# Intermittent Belt Squeal



## DeereFarmer (Dec 12, 2005)

On my Ram 2500 I have an intermittent belt squeal that is driving me nuts. I bought the truck a few weeks ago and have put about 700 miles on it. The belt looks good, but every once in a while I'll get a belt squeal for about 3 minutes or less and then it'll go away. It has happened three times. Where do I start to look. Is the tensioner or idler pulley? I'm going on an 800 mile trip this weekend and just don't want the belt to come flying off. I also noticed that the power steering fluid is a little low. Would that have anything to do with it? I plan on filling it up tomorrow when the truck is cold.


----------



## JDiepstra (Sep 15, 2008)

I am not a master mechanic or anything but I imagine of of your accessories is not turning freely so the belt rubbing over is causes squealing. When the belt is turning CAREFULLY look down in there and see if any of the pulleys are not.


----------



## RacingZR (Nov 14, 2009)

I had to replace my tensioner pulley earlier this winter. No belt squeal though, a small grinding noise indicating the bearing was gone. Take the belt off and check all the accessories. See if there is any play indicating a possible worn bearing. Take a closer look at the belt too. IMO, I'd replace the belt first, only $30.


----------



## sweetk30 (Sep 3, 2006)

on dodge v6 and v8 i have changed a LOT of tensioners as thay freeze up and dont keep the belt tight.


----------



## DeereFarmer (Dec 12, 2005)

I'll check the tensioner today when it stops raining. I drove about 200 miles last night with no squeal at all.


----------



## DeereFarmer (Dec 12, 2005)

Gave everything a good look over this afternoon. The belt looks fine, no cracks or frays in it. All the pulleys move freely and don't have any issues. The only thing I did notice was the tensioner pulley moves a bit when the engine is running (in goes up and down). I would assume that is supposed to happen? Sorry, I have very little belt/tensioner knowledge.


----------



## NICHOLS LANDSCA (Sep 15, 2007)

It could be anything with a pulley on it. Did you take the belt off and spin/wiggle all the pulleys?


----------



## 2robinhood (Apr 28, 2010)

Take a very small wire brush ( like a round battery terminal brush ) and be very, very careful.
With the engine running, gently rub the brush on the edge of the belt. ( both edges )
Some times belts get dirty and/or rust build up on the edge of them.
When the belt goes through the alternator, crank, and other grooved pulley the belt will make noise because of crude on the edge.


----------



## DeereFarmer (Dec 12, 2005)

NICHOLS LANDSCA;1268121 said:


> It could be anything with a pulley on it. Did you take the belt off and spin/wiggle all the pulleys?
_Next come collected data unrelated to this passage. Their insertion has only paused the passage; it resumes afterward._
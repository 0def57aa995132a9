use std::env;
use std::str::FromStr;
use std::time::Duration;

use super::error::ConfigError;

pub const DEFAULT_MAX_BUFFER_LINES: usize = 10_000;
pub const DEFAULT_CLEANUP_AFTER: Duration = Duration::from_millis(3_600_000);
pub const DEFAULT_MAX_CONCURRENT_TASKS: usize = 50;
pub const DEFAULT_CLEANUP_INTERVAL: Duration = Duration::from_millis(3_600_000);
pub const DEFAULT_KILL_GRACE: Duration = Duration::from_millis(200);

const ENV_MAX_BUFFER_LINES: &str = "BGTASK_MAX_BUFFER_LINES";
const ENV_CLEANUP_AFTER_MS: &str = "BGTASK_CLEANUP_AFTER_MS";
const ENV_MAX_CONCURRENT_TASKS: &str = "BGTASK_MAX_CONCURRENT_TASKS";
const ENV_CLEANUP_INTERVAL_MS: &str = "BGTASK_CLEANUP_INTERVAL_MS";

/// Settings fixed for the lifetime of a task manager.
#[derive(Debug, Clone, PartialEq, Eq)]
pub struct TaskManagerConfig {
    /// Lines kept per task before the oldest are evicted.
    pub max_buffer_lines: usize,
    /// Age after which finished tasks are dropped by cleanup.
    pub cleanup_after: Duration,
    /// Ceiling on tasks in the running state.
    pub max_concurrent_tasks: usize,
    pub cleanup_interval: Duration,
    /// Wait between the graceful and the forceful signal in `kill_task`.
    pub kill_grace: Duration,
}

impl Default for TaskManagerConfig {
    fn default() -> Self {
        Self {
            max_buffer_lines: DEFAULT_MAX_BUFFER_LINES,
            cleanup_after: DEFAULT_CLEANUP_AFTER,
            max_concurrent_tasks: DEFAULT_MAX_CONCURRENT_TASKS,
            cleanup_interval: DEFAULT_CLEANUP_INTERVAL,
            kill_grace: DEFAULT_KILL_GRACE,
        }
    }
}

impl TaskManagerConfig {
    pub fn with_max_buffer_lines(mut self, lines: usize) -> Self {
        self.max_buffer_lines = lines;
        self
    }

    pub fn with_cleanup_after(mut self, after: Duration) -> Self {
        self.cleanup_after = after;
        self
    }

    pub fn with_max_concurrent_tasks(mut self, limit: usize) -> Self {
        self.max_concurrent_tasks = limit;
        self
    }

    pub fn with_cleanup_interval(mut self, interval: Duration) -> Self {
        self.cleanup_interval = interval;
        self
    }

    pub fn with_kill_grace(mut self, grace: Duration) -> Self {
        self.kill_grace = grace;
        self
    }

    /// Defaults overridden by `BGTASK_*` environment variables.
    pub fn from_env() -> Result<Self, ConfigError> {
        Self::from_lookup(|key| env::var(key).ok())
    }

    fn from_lookup<F>(lookup: F) -> Result<Self, ConfigError>
    where
        F: Fn(&str) -> Option<String>,
    {
        let mut config = Self::default();
        if let Some(lines) = parse(&lookup, ENV_MAX_BUFFER_LINES)? {
            config.max_buffer_lines = lines;
        }
        if let Some(ms) = parse(&lookup, ENV_CLEANUP_AFTER_MS)? {
            config.cleanup_after = Duration::from_millis(ms);
        }
        if let Some(limit) = parse(&lookup, ENV_MAX_CONCURRENT_TASKS)? {
            config.max_concurrent_tasks = limit;
        }
        if let Some(ms) = parse::<u64, _>(&lookup, ENV_CLEANUP_INTERVAL_MS)? {
            if ms == 0 {
                return Err(ConfigError::Invalid {
                    key: ENV_CLEANUP_INTERVAL_MS,
                    value: ms.to_string(),
                });
            }
            config.cleanup_interval = Duration::from_millis(ms);
        }
        Ok(config)
    }
}

fn parse<T, F>(lookup: &F, key: &'static str) -> Result<Option<T>, ConfigError>
where
    T: FromStr,
    F: Fn(&str) -> Option<String>,
{
    match lookup(key) {
        None => Ok(None),
        Some(raw) => raw
            .trim()
            .parse()
            .map(Some)
            .map_err(|_| ConfigError::Invalid { key, value: raw }),
    }
}
use std::io;

use libc;

#[derive(Debug, Clone, Copy, PartialEq, Eq)]
pub enum Signal {
    /// SIGTERM
    Terminate,
    /// SIGKILL
    Kill,
    /// Signal 0: delivers nothing, only checks that the pid exists.
    Probe,
}

impl Signal {
    pub fn number(&self) -> i32 {
        match self {
            Signal::Terminate => libc::SIGTERM,
            Signal::Kill => libc::SIGKILL,
            Signal::Probe => 0,
        }
    }
}

/// Delivers signals to processes by pid.
pub trait ProcessSignaller: Send + Sync {
    fn send(&self, pid: u32, signal: Signal) -> io::Result<()>;
}

/// Signals real processes through `kill(2)`.
#[derive(Debug, Default, Clone, Copy)]
pub struct OsSignaller;

impl ProcessSignaller for OsSignaller {
    fn send(&self, pid: u32, signal: Signal) -> io::Result<()> {
        let pid = libc::pid_t::try_from(pid)
            .map_err(|_| io::Error::new(io::ErrorKind::InvalidInput, "pid out of range"))?;
        let rc = unsafe { libc::kill(pid, signal.number()) };
        if rc == 0 {
            Ok(())
        } else {
            Err(io::Error::last_os_error())
        }
    }
}

pub(crate) fn is_no_such_process(err: &io::Error) -> bool {
    err.raw_os_error() == Some(libc::ESRCH)
}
Yes, took the belt off and checked every pulley.


----------



## DeereFarmer (Dec 12, 2005)

2robinhood;1268164 said:


> Take a very small wire brush ( like a round battery terminal brush ) and be very, very careful.
> With the engine running, gently rub the brush on the edge of the belt. ( both edges )
> Some times belts get dirty and/or rust build up on the edge of them.
> When the belt goes through the alternator, crank, and other grooved pulley the belt will make noise because of crude on the edge.


Good idea! I'll try that next.


----------



## DAFFMOBILEWASH (Dec 9, 2006)

Does it do it on defrost??? If so then I put some money on the AC compressor going out. The compressor cycles on defrost and if there are any internal issues you can only tell if the clutch is activated. 

Try turning on the air conditioning for a while. Listen for any strange noise. Is the noise getting more frequent or less. Sometimes if a vehile sits on the lot for extended time rust can form on the internal clutch and make / cause some weird sounds. Seeing that you just bought the truck sitting might be a factor. Some vehicle sit more than a year in between new owners.


----------



## DeereFarmer (Dec 12, 2005)

The two times it happened the defrost was not on. I ran the AC for a while last night just to make sure it was working and it seemed to be fine, but with this new information that you gave me I'll try it again and really listen to it. The place where I bought it from only had it for about a week before I bought it and the owner was driving it around as his personal vehicle. Who know before that. I do know it was a new truck trade in at a Dodge dealer before the used car dealer picked it up at auction, but I don't know how long inbetween that was.


----------



## 2robinhood (Apr 28, 2010)

Try the wire brush trick yet ?


----------



## kevlars (Feb 11, 2011)

If you can't find the problem, try a Goodyear Gatorback belt. I have one on my Cummins, and a buddy put one on his Tundra after the new Gates was squealing. It took care of his problem.

kevlars


----------



## DAFFMOBILEWASH (Dec 9, 2006)

Next time it happens jump out of the truck and run to the front. Try to isolate which side the noise is comming from. Normally a squeel like you are experiencing is a definite failure waiting to happen. The trick is to find it before something seizes up.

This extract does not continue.